> Description of the task: Each line in these records that contains "first" counts once. Give the number only.

(Stored data)
----------
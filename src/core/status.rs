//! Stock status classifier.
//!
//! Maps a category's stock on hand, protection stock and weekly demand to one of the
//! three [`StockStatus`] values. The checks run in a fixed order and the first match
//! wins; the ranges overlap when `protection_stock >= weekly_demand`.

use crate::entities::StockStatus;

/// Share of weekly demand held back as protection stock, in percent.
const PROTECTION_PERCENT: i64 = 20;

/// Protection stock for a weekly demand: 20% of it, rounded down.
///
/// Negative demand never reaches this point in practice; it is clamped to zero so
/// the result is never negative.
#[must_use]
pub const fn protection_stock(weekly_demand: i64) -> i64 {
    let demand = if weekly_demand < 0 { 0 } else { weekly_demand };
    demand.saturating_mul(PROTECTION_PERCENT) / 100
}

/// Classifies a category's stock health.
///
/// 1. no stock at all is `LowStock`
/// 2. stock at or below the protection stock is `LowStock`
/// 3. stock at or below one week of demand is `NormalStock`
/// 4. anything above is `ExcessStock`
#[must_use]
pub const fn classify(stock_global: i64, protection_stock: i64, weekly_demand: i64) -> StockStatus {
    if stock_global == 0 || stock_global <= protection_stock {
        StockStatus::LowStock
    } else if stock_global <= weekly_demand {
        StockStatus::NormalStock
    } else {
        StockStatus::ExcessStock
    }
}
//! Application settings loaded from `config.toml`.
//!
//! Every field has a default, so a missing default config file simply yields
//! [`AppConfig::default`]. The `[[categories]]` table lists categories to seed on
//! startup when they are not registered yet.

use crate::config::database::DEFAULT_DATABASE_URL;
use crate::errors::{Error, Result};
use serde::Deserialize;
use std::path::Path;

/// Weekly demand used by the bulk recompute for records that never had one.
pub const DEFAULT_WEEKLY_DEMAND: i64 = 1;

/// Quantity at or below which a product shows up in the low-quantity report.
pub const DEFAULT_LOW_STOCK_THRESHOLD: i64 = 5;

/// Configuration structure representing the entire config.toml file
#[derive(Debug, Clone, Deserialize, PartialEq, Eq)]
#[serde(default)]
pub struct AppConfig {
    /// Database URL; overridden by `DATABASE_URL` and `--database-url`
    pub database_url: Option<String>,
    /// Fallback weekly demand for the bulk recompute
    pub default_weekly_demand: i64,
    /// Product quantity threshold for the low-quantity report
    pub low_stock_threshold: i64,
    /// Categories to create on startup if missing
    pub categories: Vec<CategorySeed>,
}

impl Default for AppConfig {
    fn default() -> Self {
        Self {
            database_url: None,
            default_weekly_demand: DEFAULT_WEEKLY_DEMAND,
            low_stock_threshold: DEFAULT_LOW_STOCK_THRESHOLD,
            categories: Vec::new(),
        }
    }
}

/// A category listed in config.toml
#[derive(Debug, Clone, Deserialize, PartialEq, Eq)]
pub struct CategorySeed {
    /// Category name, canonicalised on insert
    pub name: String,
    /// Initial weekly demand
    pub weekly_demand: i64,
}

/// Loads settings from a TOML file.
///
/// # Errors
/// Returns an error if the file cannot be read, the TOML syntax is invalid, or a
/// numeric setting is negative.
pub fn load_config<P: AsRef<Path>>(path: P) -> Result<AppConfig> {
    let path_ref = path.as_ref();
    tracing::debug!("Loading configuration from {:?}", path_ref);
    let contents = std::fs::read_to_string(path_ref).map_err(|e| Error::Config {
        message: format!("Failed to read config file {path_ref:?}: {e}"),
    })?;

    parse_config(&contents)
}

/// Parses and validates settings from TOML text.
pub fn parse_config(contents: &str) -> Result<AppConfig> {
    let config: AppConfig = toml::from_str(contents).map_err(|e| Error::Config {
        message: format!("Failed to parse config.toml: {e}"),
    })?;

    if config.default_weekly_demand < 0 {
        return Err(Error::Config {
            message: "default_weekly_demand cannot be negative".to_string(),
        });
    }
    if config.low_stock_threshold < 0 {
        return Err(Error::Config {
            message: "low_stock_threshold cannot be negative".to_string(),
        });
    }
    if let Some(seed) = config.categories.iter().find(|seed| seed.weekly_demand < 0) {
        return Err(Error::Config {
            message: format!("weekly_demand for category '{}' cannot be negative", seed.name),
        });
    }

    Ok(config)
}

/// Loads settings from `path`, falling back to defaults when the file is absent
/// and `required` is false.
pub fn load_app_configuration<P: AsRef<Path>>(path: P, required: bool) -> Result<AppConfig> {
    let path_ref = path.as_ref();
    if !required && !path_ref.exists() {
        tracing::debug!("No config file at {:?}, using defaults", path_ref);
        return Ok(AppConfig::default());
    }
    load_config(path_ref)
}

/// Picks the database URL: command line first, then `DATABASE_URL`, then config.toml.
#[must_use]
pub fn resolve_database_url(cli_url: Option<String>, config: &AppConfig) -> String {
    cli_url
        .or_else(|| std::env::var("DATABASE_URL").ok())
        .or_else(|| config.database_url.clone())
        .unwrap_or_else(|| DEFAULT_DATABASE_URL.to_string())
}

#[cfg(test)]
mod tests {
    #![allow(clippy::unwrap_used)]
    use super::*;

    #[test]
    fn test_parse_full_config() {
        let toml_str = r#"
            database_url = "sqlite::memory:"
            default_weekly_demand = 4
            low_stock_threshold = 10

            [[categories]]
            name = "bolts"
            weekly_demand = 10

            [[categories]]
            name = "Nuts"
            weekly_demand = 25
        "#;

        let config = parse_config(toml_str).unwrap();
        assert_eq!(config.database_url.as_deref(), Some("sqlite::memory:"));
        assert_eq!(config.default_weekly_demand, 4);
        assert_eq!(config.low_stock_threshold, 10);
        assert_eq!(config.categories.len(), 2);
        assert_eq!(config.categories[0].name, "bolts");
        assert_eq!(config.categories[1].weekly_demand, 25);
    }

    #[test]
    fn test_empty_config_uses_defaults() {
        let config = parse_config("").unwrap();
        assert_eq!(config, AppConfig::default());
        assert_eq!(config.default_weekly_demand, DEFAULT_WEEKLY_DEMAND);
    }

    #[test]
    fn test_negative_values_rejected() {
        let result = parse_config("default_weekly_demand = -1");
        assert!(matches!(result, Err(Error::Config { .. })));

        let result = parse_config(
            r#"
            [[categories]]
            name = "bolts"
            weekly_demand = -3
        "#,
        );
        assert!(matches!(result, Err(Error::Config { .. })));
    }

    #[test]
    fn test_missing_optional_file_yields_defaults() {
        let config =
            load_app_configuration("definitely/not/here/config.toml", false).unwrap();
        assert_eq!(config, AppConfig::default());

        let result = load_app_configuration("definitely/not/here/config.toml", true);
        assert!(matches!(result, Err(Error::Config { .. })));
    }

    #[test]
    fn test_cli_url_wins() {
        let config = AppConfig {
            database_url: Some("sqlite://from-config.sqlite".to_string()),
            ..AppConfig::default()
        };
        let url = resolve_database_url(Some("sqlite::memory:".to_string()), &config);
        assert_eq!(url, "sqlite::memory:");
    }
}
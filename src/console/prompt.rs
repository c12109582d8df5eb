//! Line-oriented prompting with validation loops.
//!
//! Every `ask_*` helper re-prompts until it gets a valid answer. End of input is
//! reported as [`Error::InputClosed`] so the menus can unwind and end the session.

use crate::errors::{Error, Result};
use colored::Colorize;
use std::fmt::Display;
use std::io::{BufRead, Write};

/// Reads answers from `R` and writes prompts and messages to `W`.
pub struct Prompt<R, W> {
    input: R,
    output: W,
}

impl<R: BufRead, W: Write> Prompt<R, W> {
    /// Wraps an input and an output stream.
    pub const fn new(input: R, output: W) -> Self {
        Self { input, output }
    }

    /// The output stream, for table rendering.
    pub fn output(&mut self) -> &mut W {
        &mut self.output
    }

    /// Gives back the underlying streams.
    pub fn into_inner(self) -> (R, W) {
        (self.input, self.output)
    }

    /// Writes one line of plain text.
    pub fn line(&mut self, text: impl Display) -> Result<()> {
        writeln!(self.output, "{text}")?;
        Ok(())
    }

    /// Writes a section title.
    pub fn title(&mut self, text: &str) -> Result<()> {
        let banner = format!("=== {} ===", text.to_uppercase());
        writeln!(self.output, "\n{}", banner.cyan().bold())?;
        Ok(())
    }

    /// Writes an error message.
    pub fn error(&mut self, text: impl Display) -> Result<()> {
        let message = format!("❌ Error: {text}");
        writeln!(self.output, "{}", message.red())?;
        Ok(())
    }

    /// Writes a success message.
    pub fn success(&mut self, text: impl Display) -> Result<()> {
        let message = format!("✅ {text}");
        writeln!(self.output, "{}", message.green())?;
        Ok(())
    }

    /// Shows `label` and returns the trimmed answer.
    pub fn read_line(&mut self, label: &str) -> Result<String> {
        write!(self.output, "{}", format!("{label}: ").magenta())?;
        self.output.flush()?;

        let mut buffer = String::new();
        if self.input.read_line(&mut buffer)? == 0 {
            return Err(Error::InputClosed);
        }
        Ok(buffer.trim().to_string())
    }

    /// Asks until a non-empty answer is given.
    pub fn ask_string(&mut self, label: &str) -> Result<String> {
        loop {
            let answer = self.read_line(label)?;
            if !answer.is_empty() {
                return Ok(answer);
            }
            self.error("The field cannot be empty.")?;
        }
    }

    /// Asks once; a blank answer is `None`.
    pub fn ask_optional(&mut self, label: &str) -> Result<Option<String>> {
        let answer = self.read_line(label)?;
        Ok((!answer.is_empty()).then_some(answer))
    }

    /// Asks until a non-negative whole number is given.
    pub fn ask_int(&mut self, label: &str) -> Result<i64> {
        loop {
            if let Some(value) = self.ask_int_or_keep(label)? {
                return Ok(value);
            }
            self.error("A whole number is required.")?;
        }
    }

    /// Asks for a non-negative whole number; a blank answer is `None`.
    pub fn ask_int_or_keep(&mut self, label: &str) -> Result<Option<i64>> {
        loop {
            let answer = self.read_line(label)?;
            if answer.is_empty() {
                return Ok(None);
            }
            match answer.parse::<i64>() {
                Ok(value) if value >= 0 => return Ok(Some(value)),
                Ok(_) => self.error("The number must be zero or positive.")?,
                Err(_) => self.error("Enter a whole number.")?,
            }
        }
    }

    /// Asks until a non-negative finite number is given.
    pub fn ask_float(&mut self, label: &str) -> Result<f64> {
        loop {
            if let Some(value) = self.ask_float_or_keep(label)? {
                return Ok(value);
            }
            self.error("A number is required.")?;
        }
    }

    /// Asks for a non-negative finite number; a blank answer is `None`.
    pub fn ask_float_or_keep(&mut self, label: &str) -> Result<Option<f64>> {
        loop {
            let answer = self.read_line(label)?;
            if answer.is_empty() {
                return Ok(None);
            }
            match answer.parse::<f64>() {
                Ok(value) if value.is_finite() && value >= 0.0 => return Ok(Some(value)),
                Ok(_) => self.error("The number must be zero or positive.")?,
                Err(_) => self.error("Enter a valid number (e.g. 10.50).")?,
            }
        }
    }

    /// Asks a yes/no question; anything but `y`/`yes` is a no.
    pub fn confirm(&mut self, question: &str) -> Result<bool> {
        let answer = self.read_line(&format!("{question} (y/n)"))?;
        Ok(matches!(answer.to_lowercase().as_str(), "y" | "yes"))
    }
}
----------
> Response: 2